◆ TASK GOAL
Every line containing "order" should be copied out. Go through the entries and find them.

===============

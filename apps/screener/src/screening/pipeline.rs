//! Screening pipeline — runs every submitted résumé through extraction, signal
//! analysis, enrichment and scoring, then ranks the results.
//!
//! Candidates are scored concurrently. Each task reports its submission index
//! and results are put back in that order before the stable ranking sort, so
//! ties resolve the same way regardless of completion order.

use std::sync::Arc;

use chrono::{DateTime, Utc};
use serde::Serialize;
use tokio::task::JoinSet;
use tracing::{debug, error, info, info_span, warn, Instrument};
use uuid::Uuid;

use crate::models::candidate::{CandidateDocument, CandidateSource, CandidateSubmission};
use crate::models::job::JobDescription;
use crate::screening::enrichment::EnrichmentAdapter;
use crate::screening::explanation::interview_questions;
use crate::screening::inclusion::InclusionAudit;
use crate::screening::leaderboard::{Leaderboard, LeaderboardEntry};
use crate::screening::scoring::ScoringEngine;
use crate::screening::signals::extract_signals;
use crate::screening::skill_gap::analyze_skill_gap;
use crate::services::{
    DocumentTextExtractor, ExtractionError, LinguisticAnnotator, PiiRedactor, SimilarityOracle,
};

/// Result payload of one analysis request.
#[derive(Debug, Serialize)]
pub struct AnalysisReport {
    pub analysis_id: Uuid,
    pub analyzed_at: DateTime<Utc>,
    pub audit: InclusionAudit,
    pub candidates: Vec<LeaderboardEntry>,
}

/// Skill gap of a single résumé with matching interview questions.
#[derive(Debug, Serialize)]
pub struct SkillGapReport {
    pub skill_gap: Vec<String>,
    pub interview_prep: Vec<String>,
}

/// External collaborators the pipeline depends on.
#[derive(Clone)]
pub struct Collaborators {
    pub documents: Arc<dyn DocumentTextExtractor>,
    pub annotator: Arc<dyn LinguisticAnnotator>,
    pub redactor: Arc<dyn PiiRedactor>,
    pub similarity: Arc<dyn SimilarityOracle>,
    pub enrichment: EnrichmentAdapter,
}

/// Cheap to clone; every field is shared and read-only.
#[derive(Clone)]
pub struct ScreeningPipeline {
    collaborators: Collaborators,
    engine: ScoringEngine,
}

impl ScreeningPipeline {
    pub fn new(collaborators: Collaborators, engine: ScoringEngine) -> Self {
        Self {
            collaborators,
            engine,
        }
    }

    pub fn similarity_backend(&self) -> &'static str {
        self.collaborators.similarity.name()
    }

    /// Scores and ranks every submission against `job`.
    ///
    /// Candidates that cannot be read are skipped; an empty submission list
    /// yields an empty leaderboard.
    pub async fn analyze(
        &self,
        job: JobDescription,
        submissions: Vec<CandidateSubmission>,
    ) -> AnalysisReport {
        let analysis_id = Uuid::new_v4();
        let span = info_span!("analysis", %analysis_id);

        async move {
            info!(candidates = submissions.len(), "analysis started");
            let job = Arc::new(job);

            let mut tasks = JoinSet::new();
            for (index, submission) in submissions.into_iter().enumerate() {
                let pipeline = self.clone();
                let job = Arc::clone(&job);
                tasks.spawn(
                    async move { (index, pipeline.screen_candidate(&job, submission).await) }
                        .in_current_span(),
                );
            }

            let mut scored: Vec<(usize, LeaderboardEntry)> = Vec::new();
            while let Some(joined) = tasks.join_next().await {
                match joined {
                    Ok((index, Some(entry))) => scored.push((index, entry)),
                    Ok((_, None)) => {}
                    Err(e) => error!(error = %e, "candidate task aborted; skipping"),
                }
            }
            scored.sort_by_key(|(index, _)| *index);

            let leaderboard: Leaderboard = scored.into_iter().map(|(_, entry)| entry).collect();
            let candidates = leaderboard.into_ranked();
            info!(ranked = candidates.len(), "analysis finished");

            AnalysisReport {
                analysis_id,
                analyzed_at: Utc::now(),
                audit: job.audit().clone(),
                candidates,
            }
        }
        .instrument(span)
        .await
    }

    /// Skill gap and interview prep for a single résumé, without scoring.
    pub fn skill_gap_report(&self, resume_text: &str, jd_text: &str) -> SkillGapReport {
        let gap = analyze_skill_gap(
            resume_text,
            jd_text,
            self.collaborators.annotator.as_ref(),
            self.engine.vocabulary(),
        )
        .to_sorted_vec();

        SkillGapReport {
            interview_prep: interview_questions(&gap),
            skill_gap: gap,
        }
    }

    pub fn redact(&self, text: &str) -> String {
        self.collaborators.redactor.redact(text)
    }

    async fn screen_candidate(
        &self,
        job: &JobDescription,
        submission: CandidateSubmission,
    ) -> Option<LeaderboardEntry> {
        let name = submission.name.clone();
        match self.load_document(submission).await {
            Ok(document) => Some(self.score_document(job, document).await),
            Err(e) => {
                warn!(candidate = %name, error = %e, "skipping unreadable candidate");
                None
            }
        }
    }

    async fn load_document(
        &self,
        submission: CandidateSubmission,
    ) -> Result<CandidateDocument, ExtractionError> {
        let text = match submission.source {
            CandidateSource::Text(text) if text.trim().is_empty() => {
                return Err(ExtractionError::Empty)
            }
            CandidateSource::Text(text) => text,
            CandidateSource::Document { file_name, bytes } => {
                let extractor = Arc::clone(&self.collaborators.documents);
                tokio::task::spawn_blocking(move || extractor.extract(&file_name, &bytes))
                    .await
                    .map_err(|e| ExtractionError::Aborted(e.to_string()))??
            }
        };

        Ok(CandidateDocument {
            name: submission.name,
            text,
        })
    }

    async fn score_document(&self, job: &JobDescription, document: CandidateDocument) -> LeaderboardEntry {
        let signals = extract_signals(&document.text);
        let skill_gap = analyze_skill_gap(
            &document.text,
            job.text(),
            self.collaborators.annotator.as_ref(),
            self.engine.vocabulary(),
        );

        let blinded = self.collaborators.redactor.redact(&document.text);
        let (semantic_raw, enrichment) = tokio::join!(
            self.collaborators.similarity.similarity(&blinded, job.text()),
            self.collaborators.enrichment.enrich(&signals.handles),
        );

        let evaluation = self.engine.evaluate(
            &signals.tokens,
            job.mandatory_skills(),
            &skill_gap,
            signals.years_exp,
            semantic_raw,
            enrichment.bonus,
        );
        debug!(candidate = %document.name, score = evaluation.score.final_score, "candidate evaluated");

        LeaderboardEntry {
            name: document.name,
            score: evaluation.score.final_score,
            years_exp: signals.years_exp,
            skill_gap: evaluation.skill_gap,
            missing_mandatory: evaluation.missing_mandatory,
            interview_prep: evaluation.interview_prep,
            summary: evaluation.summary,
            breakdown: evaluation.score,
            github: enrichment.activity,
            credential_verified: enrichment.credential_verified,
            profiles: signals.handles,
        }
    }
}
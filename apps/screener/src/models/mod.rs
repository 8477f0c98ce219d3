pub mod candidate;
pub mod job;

===============

◆ EXPECTED ANSWER
//! and results are put back in that order before the stable ranking sort, so
//! ties resolve the same way regardless of completion order.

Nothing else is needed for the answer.